La cólera tiene múltiples efectos en el comportamiento de las personas y quizás uno de los más característicos es que, en medio del arrebato, estas terminan expresando sentimientos o ideas que han estado reprimiendo o ni siquiera eran conscientes de tener. Algo de eso puede haber pasado recientemente con el presidente Humala, quien desde la censura a la presidenta del Consejo de Ministros, Ana Jara, está de un humor crispado.
Como se sabe, el mandatario ha descargado su enfado fundamentalmente contra dos presuntos enemigos del gobierno: los críticos de la señora Heredia y los críticos de la política social de esta administración. Y mientras a los primeros les ha encajado el título de “jauría de cobardes”, a los segundos les ha atribuido una hipotética intención de acabar con los programas de la referida política social.
De las destemplanzas presidenciales hacia quienes exigen alguna investigación con relación a la primera dama ya hemos hablado en otro editorial. En esta ocasión, en consecuencia, queremos ocuparnos, más bien, de sus imprecaciones a propósito de los programas sociales, pues en ellas se revela un problema conceptual que puede explicar, en parte, la desorientación que ha existido en materia económica en estos años.

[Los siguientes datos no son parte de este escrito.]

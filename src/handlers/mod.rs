pub mod audit;
pub mod dashboard;
pub mod dossiers;
pub mod events;
pub mod feedback;
pub mod fusion;
pub mod health;
pub mod orgs;
pub mod settings;
pub mod sources;
pub mod stream;
pub mod watchlists;

use crate::AppState;
use crate::auth::AuthContext;
use crate::models::audit::AuditAction;
use crate::models::org::Role;

/// Idempotent reads by viewers are not audited; everyone else's are.
pub(crate) fn audit_read(
    state: &AppState,
    ctx: &AuthContext,
    object_type: &str,
    object_id: Option<&str>,
) {
    if ctx.role == Role::Viewer {
        return;
    }
    state.audit.record(
        &state.store,
        ctx,
        AuditAction::View,
        object_type,
        object_id,
        "read",
    );
}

Las más airadas manifestaciones de Humala en esta última semana fueron una respuesta a ciertas observaciones del ministro de Economía del gobierno anterior Luis Carranza. Aunque nunca mencionó su nombre, fue muy claro que era a él a quien tenía en mente cuando dijo: “No me interesa que unos pocos que tienen mucha plata se quejen de que el gobierno invierta en educación y que hablen que eso es politizar un programa tan importante” [sic]. Esto, porque solo unos días antes, Carranza había criticado públicamente que se hubiera incrementado el presupuesto de Beca 18, mientras el número de niños vacunados en el país había disminuido.
Con prescindencia del tono inadecuado y de las arengas a defender políticas que nadie amenaza (“¡Ni un paso atrás!”, llegó a exclamar en un momento de especial indignación), lo realmente preocupante es lo que el presidente dijo en su afán por demostrar lo absurdo de los argumentos contrarios a las decisiones del gobierno.

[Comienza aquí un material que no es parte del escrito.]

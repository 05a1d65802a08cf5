use axum::{
    Json,
    extract::{Path, State},
    http::StatusCode,
    response::IntoResponse,
};
use std::collections::HashMap;

use crate::AppState;
use crate::auth::AuthContext;
use crate::enrich::gazetteer::is_public_official;
use crate::error::ApiError;
use crate::handlers::audit_read;
use crate::models::audit::AuditAction;
use crate::models::dossier::{CreateDossierRequest, Dossier, DossierType, UpdateDossierRequest};

/// Resolves a dossier in the caller's org, logging a tenancy probe when the
/// id exists under a different org. Both cases surface as 404.
fn resolve(state: &AppState, ctx: &AuthContext, id: &str) -> Result<Dossier, ApiError> {
    if let Some(dossier) = state.store.get_dossier(&ctx.org_id, id)? {
        return Ok(dossier);
    }
    if state.store.dossier_org(id)?.is_some() {
        state.audit.access_denied(&state.store, ctx, "dossier", Some(id));
    }
    Err(ApiError::NotFound)
}

fn validate(name: &str, dossier_type: DossierType) -> Result<(), ApiError> {
    if name.trim().is_empty() {
        return Err(ApiError::Validation("name must not be empty".to_string()));
    }
    // Policy, not schema: person dossiers are restricted to public officials.
    if dossier_type == DossierType::Person && !is_public_official(name) {
        return Err(ApiError::Validation(
            "person dossiers are restricted to designated public officials".to_string(),
        ));
    }
    Ok(())
}

pub async fn list_dossiers(
    State(state): State<AppState>,
    ctx: AuthContext,
) -> Result<impl IntoResponse, ApiError> {
    let dossiers = state.store.list_dossiers(&ctx.org_id)?;
    audit_read(&state, &ctx, "dossier", None);
    Ok(Json(serde_json::json!({ "dossiers": dossiers })))
}

pub async fn get_dossier(
    State(state): State<AppState>,
    ctx: AuthContext,
    Path(id): Path<String>,
) -> Result<impl IntoResponse, ApiError> {
    let dossier = resolve(&state, &ctx, &id)?;
    audit_read(&state, &ctx, "dossier", Some(id.as_str()));
    Ok(Json(dossier))
}

pub async fn create_dossier(
    State(state): State<AppState>,
    ctx: AuthContext,
    Json(req): Json<CreateDossierRequest>,
) -> Result<impl IntoResponse, ApiError> {
    validate(&req.name, req.dossier_type)?;
    let dossier = Dossier {
        id: uuid::Uuid::new_v4().to_string(),
        org_id: ctx.org_id.clone(),
        name: req.name,
        dossier_type: req.dossier_type,
        description: req.description,
        aliases: req.aliases,
        tags: req.tags,
        notes: req.notes,
        known_lat: req.known_lat,
        known_lon: req.known_lon,
        event_count: 0,
        last_event_at: None,
        count_7d: 0,
        count_30d: 0,
        category_breakdown: HashMap::new(),
        sentiment_breakdown: HashMap::new(),
        created_at: String::new(),
        updated_at: String::new(),
    };
    state.store.create_dossier(&dossier)?;
    // Statistics catch up on the next refresh tick.
    state.store.mark_dossiers_dirty(&[dossier.id.clone()])?;
    state.audit.record(
        &state.store,
        &ctx,
        AuditAction::Create,
        "dossier",
        Some(dossier.id.as_str()),
        &format!("created dossier '{}'", dossier.name),
    );
    Ok((StatusCode::CREATED, Json(dossier)))
}

pub async fn update_dossier(
    State(state): State<AppState>,
    ctx: AuthContext,
    Path(id): Path<String>,
    Json(req): Json<UpdateDossierRequest>,
) -> Result<impl IntoResponse, ApiError> {
    let existing = resolve(&state, &ctx, &id)?;
    validate(&req.name, existing.dossier_type)?;
    state.store.update_dossier(
        &ctx.org_id,
        &id,
        &req.name,
        &req.description,
        &req.aliases,
        &req.tags,
        &req.notes,
        req.known_lat,
        req.known_lon,
    )?;
    state.audit.record(
        &state.store,
        &ctx,
        AuditAction::Update,
        "dossier",
        Some(id.as_str()),
        &format!("updated dossier '{}'", req.name),
    );
    let updated = state.store.get_dossier(&ctx.org_id, &id)?.ok_or(ApiError::NotFound)?;
    Ok(Json(updated))
}

pub async fn delete_dossier(
    State(state): State<AppState>,
    ctx: AuthContext,
    Path(id): Path<String>,
) -> Result<impl IntoResponse, ApiError> {
    let existing = resolve(&state, &ctx, &id)?;
    state.store.delete_dossier(&ctx.org_id, &id)?;
    state.audit.record(
        &state.store,
        &ctx,
        AuditAction::Delete,
        "dossier",
        Some(id.as_str()),
        &format!("deleted dossier '{}'", existing.name),
    );
    Ok(StatusCode::NO_CONTENT)
}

“Se quejan porque estamos invirtiendo más de 800 millones de soles. Nos quejamos porque invertimos en educación. Entonces, ¿en qué quieren que invirtamos la plata? ¿En las grandes empresas?”, remató con la aparente sensación de haber asestado una estocada definitiva al modo de ver las cosas de quienes objetan aspectos centrales del manejo económico actual. Y sin embargo se equivocó por completo.
Salvo los furtivos partidarios del rentismo, nadie está a favor de que el Estado invierta dinero en las grandes empresas. Esa nunca ha sido una fórmula para promover el crecimiento económico. De lo que se trata es precisamente de lo inverso; es decir, de que sean más bien las grandes empresas las que inviertan en el país, porque solo así se generará riqueza, aumentará el empleo y el Estado podrá recabar nuevos impuestos con los cuales financiar, entre otras cosas, los programas sociales que el gobierno imagina amenazados.

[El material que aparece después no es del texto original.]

//! Deterministic enrichment used when the LLM capability is unavailable or
//! returns something unusable. Same inputs always yield the same outputs.

use std::collections::HashMap;

use crate::enrich::gazetteer::{
    CATEGORY_KEYWORDS, KNOWN_LOCATIONS, NEGATIVE_WORDS, POSITIVE_WORDS, TOPIC_KEYWORDS,
    is_stop_word,
};
use crate::models::event::{Category, EntityBag, Sentiment};

/// Case-insensitive whole-word containment.
fn contains_word(haystack_lower: &str, needle_lower: &str) -> bool {
    let mut start = 0;
    while let Some(pos) = haystack_lower[start..].find(needle_lower) {
        let abs = start + pos;
        let end = abs + needle_lower.len();
        let before_ok = abs == 0
            || !haystack_lower[..abs]
                .chars()
                .next_back()
                .is_some_and(|c| c.is_alphanumeric());
        let after_ok = end >= haystack_lower.len()
            || !haystack_lower[end..]
                .chars()
                .next()
                .is_some_and(|c| c.is_alphanumeric());
        if before_ok && after_ok {
            return true;
        }
        start = abs + 1;
    }
    false
}

pub fn extract_entities(title: &str, text: &str) -> EntityBag {
    let combined = format!("{title} {text}");
    let lower = combined.to_lowercase();

    let locations: Vec<String> = KNOWN_LOCATIONS
        .iter()
        .filter(|(name, _, _, _)| contains_word(&lower, &name.to_lowercase()))
        .map(|(name, _, _, _)| name.to_string())
        .collect();

    let organizations = capitalized_phrases(&combined, &locations);

    let topics: Vec<String> = TOPIC_KEYWORDS
        .iter()
        .filter(|(_, keywords)| keywords.iter().any(|k| contains_word(&lower, k)))
        .map(|(topic, _)| topic.to_string())
        .collect();

    let keywords = frequent_keywords(&lower, 8);

    EntityBag {
        locations,
        organizations,
        groups: Vec::new(),
        topics,
        keywords,
    }
}

/// Organization heuristic: runs of >= 2 capitalized words that are not a
/// known location, or single capitalized words carrying an institutional
/// suffix word nearby.
fn capitalized_phrases(text: &str, known_locations: &[String]) -> Vec<String> {
    const INSTITUTIONAL: &[&str] = &[
        "Ministry", "Police", "University", "Council", "Agency", "Authority", "Commission",
        "Union", "Party", "Court", "Bank", "Church", "Federation", "Institute",
    ];
    let words: Vec<&str> = text.split_whitespace().collect();
    let mut out: Vec<String> = Vec::new();
    let mut run: Vec<&str> = Vec::new();
    let mut first_word = true;
    for word in words.iter().chain(std::iter::once(&"")) {
        let cleaned = word.trim_matches(|c: char| !c.is_alphanumeric());
        let is_cap = cleaned.chars().next().is_some_and(|c| c.is_uppercase());
        // Sentence-initial words are capitalized regardless; skip them.
        if is_cap && !cleaned.is_empty() && !first_word {
            run.push(cleaned);
        } else {
            let phrase = run.join(" ");
            let institutional = run.iter().any(|w| INSTITUTIONAL.contains(w));
            if (run.len() >= 2 || institutional)
                && !phrase.is_empty()
                && !known_locations.iter().any(|l| l.eq_ignore_ascii_case(&phrase))
                && !out.iter().any(|o| o.eq_ignore_ascii_case(&phrase))
            {
                out.push(phrase);
            }
            run.clear();
        }
        first_word = word
            .chars()
            .next_back()
            .is_some_and(|c| matches!(c, '.' | '!' | '?'));
    }
    out.truncate(6);
    out
}

fn frequent_keywords(lower: &str, limit: usize) -> Vec<String> {
    let mut counts: HashMap<&str, usize> = HashMap::new();
    for token in lower.split(|c: char| !c.is_alphanumeric()) {
        if token.len() > 3 && !is_stop_word(token) {
            *counts.entry(token).or_default() += 1;
        }
    }
    let mut ranked: Vec<(&str, usize)> = counts.into_iter().collect();
    // Deterministic: frequency desc, then alphabetical.
    ranked.sort_by(|a, b| b.1.cmp(&a.1).then(a.0.cmp(b.0)));
    ranked
        .into_iter()
        .take(limit)
        .map(|(w, _)| w.to_string())
        .collect()
}

/// First two sentences, truncated to 320 chars on a word boundary.
pub fn summarize(text: &str) -> String {
    const MAX_LEN: usize = 320;
    let mut summary = String::new();
    let mut sentences = 0;
    for chunk in text.split_inclusive(['.', '!', '?']) {
        summary.push_str(chunk);
        sentences += 1;
        if sentences == 2 {
            break;
        }
    }
    let summary = summary.trim();
    if summary.is_empty() {
        return text.chars().take(MAX_LEN).collect::<String>().trim().to_string();
    }
    if summary.len() <= MAX_LEN {
        return summary.to_string();
    }
    let mut cut = MAX_LEN.min(summary.len());
    while cut > 0 && !summary.is_char_boundary(cut) {
        cut -= 1;
    }
    let truncated = &summary[..cut];
    match truncated.rfind(' ') {
        Some(pos) => truncated[..pos].trim_end().to_string(),
        None => truncated.to_string(),
    }
}

/// Lexicon score in [-1, 1]; |score| < 0.2 is neutral.
pub fn sentiment(text: &str) -> Sentiment {
    let lower = text.to_lowercase();
    let pos = POSITIVE_WORDS
        .iter()
        .filter(|w| contains_word(&lower, w))
        .count() as f64;
    let neg = NEGATIVE_WORDS
        .iter()
        .filter(|w| contains_word(&lower, w))
        .count() as f64;
    if pos + neg == 0.0 {
        return Sentiment::Neutral;
    }
    let score = (pos - neg) / (pos + neg);
    if score >= 0.2 {
        Sentiment::Positive
    } else if score <= -0.2 {
        Sentiment::Negative
    } else {
        Sentiment::Neutral
    }
}

/// Keyword mapping with `other` as the terminal default.
pub fn categorize(title: &str, text: &str) -> Category {
    let lower = format!("{title} {text}").to_lowercase();
    for (category, keywords) in CATEGORY_KEYWORDS {
        if keywords.iter().any(|k| contains_word(&lower, k)) {
            return *category;
        }
    }
    Category::Other
}

#[cfg(test)]
mod tests {
    use super::*;

    #[test]
    fn word_boundaries_respected() {
        assert!(contains_word("riot in paris", "paris"));
        assert!(!contains_word("comparison", "paris"));
        assert!(contains_word("paris.", "paris"));
    }

    #[test]
    fn extracts_gazetteer_locations() {
        let bag = extract_entities(
            "Protest in Brussels over migration policy",
            "Hundreds marched through central Brussels on Saturday.",
        );
        assert_eq!(bag.locations, vec!["Brussels"]);
        assert!(bag.topics.iter().any(|t| t == "civil unrest"));
        assert!(bag.topics.iter().any(|t| t == "migration"));
    }

    #[test]
    fn organization_heuristic_skips_locations_and_sentence_starts() {
        let bag = extract_entities(
            "Statement issued",
            "Officials from the Interior Ministry met protesters in Madrid. The European Union observed.",
        );
        assert!(bag.organizations.iter().any(|o| o == "Interior Ministry"));
        assert!(bag.organizations.iter().any(|o| o == "European Union"));
        assert!(!bag.organizations.iter().any(|o| o == "Madrid"));
    }

    #[test]
    fn summary_is_first_two_sentences() {
        let text = "First sentence. Second sentence. Third sentence.";
        assert_eq!(summarize(text), "First sentence. Second sentence.");
    }

    #[test]
    fn summary_truncates_on_word_boundary() {
        let text = format!("{} end.", "word ".repeat(100));
        let s = summarize(&text);
        assert!(s.len() <= 320);
        assert!(!s.ends_with("wor"));
    }

    #[test]
    fn sentiment_thresholds() {
        assert_eq!(sentiment("a peaceful agreement to celebrate"), Sentiment::Positive);
        assert_eq!(sentiment("three killed in violent attack"), Sentiment::Negative);
        assert_eq!(sentiment("the meeting happened on tuesday"), Sentiment::Neutral);
        // balanced counts land inside the neutral band
        assert_eq!(sentiment("violence ended in peaceful agreement after attack"), Sentiment::Neutral);
    }

    #[test]
    fn categorize_first_match_then_other() {
        assert_eq!(categorize("Protest in Brussels", ""), Category::Protest);
        assert_eq!(categorize("Flood warning issued", ""), Category::Weather);
        assert_eq!(categorize("Quarterly results published", ""), Category::Other);
    }

    #[test]
    fn enrichment_is_deterministic() {
        let title = "Protest in Brussels over migration policy";
        let text = "Hundreds marched. Police said three were injured.";
        let a = extract_entities(title, text);
        let b = extract_entities(title, text);
        assert_eq!(a, b);
        assert_eq!(summarize(text), summarize(text));
        assert_eq!(categorize(title, text), categorize(title, text));
    }
}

Siquiera concebir, entonces, que existen numerosos partidarios de que el Estado invierta en las grandes empresas puede parecer un desliz conceptual del presidente, cuando no un exabrupto de sinceridad en sus convicciones. Lo cierto es que ha sido el sector privado, a través de sus inversiones y consumo, el que ha posibilitado la enorme reducción en los índices de pobreza del país en las últimas décadas, no la inversión del gobierno, ni mucho menos la inversión del Estado en ‘las grandes empresas’. La generación de riqueza depende de los recursos que las personas y empresas inviertan en crear tecnología, capital y trabajo.
Pero para que eso ocurra tiene que existir un ambiente político y normativo adecuado, y es en la provisión de ese marco en donde esta administración muchas veces marra. Por creer que alguien quiere drenar los recursos fiscales en provecho propio, se deja de actuar en lo que sí compete a la autoridad y beneficia a todos por igual –esto es, en el abaratamiento de los costos de transacción– y se crea, discursivamente, una atmósfera hostil a la inversión privada.
Quizás el primer ministro Pedro Cateriano, quien ha anunciado que la recuperación de la dinámica del crecimiento económico es una de sus principales preocupaciones, pueda intentar contagiarle algo de su saludable serenidad al presidente; y sobre todo, aprovechar para explicarle que la fórmula que sus críticos le reclaman es exactamente la inversa a la que él piensa.